ASSIGNED TASK:
Keep every line in which "reset" occurs and drop the rest of the data.

RECORDED INFORMATION:
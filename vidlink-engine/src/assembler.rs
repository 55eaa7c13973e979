//! Reassembles pictures from slice fragments.
//!
//! A picture is either one `None` packet or a `First` packet followed by any
//! number of `Inter` packets and a closing `Last`, with consecutive sequence
//! numbers. Anything else abandons the partial picture.

use std::fmt;

use bytes::{Bytes, BytesMut};
use tracing::debug;
use vidlink_protocol::{DataPacket, SliceType};

/// A complete picture's NAL data.
#[derive(Debug, Clone, PartialEq, Eq)]
pub struct AssembledFrame {
    pub first_sequence: u8,
    pub last_sequence: u8,
    pub fragments: usize,
    pub data: Bytes,
}

/// Why a partial picture, or a fragment, was thrown away.
#[derive(Debug, Clone, Copy, PartialEq, Eq)]
pub enum Discard {
    /// A fragment arrived out of order or after a lost packet.
    SequenceGap { expected: u8, received: u8 },
    /// An `Inter` or `Last` fragment arrived with no picture open.
    Orphan(SliceType),
    /// A new picture started before the open one was closed.
    Interrupted,
    /// The picture grew past the configured limit.
    Oversize { limit: usize },
}

impl Discard {
    pub fn reason(&self) -> &'static str {
        match self {
            Discard::SequenceGap { .. } => "sequence_gap",
            Discard::Orphan(_) => "orphan_fragment",
            Discard::Interrupted => "interrupted_frame",
            Discard::Oversize { .. } => "oversize_frame",
        }
    }
}

impl fmt::Display for Discard {
    fn fmt(&self, f: &mut fmt::Formatter<'_>) -> fmt::Result {
        match self {
            Discard::SequenceGap { expected, received } => {
                write!(f, "expected sequence {expected}, received {received}")
            }
            Discard::Orphan(slice) => write!(f, "{slice} fragment without an open picture"),
            Discard::Interrupted => f.write_str("picture interrupted by a new one"),
            Discard::Oversize { limit } => write!(f, "picture larger than {limit} bytes"),
        }
    }
}

/// Outcome of feeding one packet to the assembler.
#[derive(Debug, Clone, Default, PartialEq, Eq)]
pub struct Assembly {
    pub frame: Option<AssembledFrame>,
    pub discarded: Option<Discard>,
}

#[derive(Debug)]
struct Partial {
    first_sequence: u8,
    last_sequence: u8,
    fragments: usize,
    data: BytesMut,
}

impl Partial {
    fn start(packet: &DataPacket) -> Self {
        Self {
            first_sequence: packet.sequence,
            last_sequence: packet.sequence,
            fragments: 1,
            data: BytesMut::from(&packet.nal_data[..]),
        }
    }

    fn finish(self) -> AssembledFrame {
        AssembledFrame {
            first_sequence: self.first_sequence,
            last_sequence: self.last_sequence,
            fragments: self.fragments,
            data: self.data.freeze(),
        }
    }
}

#[derive(Debug)]
pub struct FrameAssembler {
    max_frame_size: usize,
    partial: Option<Partial>,
}

impl FrameAssembler {
    pub fn new(max_frame_size: usize) -> Self {
        Self {
            max_frame_size,
            partial: None,
        }
    }

    /// Whether a picture is currently open.
    pub fn in_progress(&self) -> bool {
        self.partial.is_some()
    }

    /// Drops any open picture, e.g. after the connection was reset.
    pub fn reset(&mut self) {
        self.partial = None;
    }

    pub fn push(&mut self, packet: &DataPacket) -> Assembly {
        let slice = packet.slice_type();
        let mut assembly = Assembly::default();

        if slice.starts_frame() && self.partial.take().is_some() {
            assembly.discarded = Some(Discard::Interrupted);
        }

        match slice {
            SliceType::None | SliceType::First => {
                if packet.nal_data.len() > self.max_frame_size {
                    assembly.discarded = Some(Discard::Oversize {
                        limit: self.max_frame_size,
                    });
                } else if slice == SliceType::None {
                    assembly.frame = Some(Partial::start(packet).finish());
                } else {
                    self.partial = Some(Partial::start(packet));
                }
            }
            SliceType::Inter | SliceType::Last => match self.partial.take() {
                None => assembly.discarded = Some(Discard::Orphan(slice)),
                Some(partial) => {
                    let expected = partial.last_sequence.wrapping_add(1);
                    if packet.sequence != expected {
                        assembly.discarded = Some(Discard::SequenceGap {
                            expected,
                            received: packet.sequence,
                        });
                    } else if partial.data.len() + packet.nal_data.len() > self.max_frame_size {
                        assembly.discarded = Some(Discard::Oversize {
                            limit: self.max_frame_size,
                        });
                    } else {
                        let mut partial = partial;
                        partial.data.extend_from_slice(&packet.nal_data);
                        partial.last_sequence = packet.sequence;
                        partial.fragments += 1;
                        if slice == SliceType::Last {
                            assembly.frame = Some(partial.finish());
                        } else {
                            self.partial = Some(partial);
                        }
                    }
                }
            },
        }

        if let Some(discard) = &assembly.discarded {
            debug!(sequence = packet.sequence, reason = discard.reason(), %discard, "Discarded picture data");
        }
        assembly
    }
}
//! # vidlink Protocol Decoders
//!
//! Receive-side decoding for the four-channel video transfer protocol: frame
//! prefixes, the XOR trailer, typed packets per channel, slice classification
//! and SPS/PPS extraction from the data channel's H.264 payload.
//!
//! Every decoder is a pure function over a caller-supplied buffer and returns
//! an exclusively owned result, so decoders can run on any number of threads.

pub mod channel;
pub mod checksum;
pub mod command;
pub mod data;
pub mod error;
pub mod framing;
pub mod length;
pub mod packet;
pub mod parameter_sets;
pub mod slice;
pub mod transfer;

pub use channel::Channel;
pub use checksum::{verify, xor_checksum};
pub use command::{
    parse_control_packet, parse_manage_packet, parse_verified_control_packet,
    parse_verified_manage_packet, CommandByte, ControlPacket, ManagePacket,
};
pub use data::{parse_data_packet, parse_verified_data_packet, DataPacket};
pub use error::{DecodeError, ExtractionError};
pub use framing::{frame_len, FrameSplitter};
pub use length::{decode_length, decode_short_length};
pub use packet::{decode, decode_verified, Packet};
pub use parameter_sets::{extract_parameter_sets, ParameterSets};
pub use slice::{classify, SliceType};
pub use transfer::{parse_transfer_packet, TransferPacket};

OUTPUT:
    /// Drops any open picture, e.g. after the connection was reset.
    pub fn reset(&mut self) {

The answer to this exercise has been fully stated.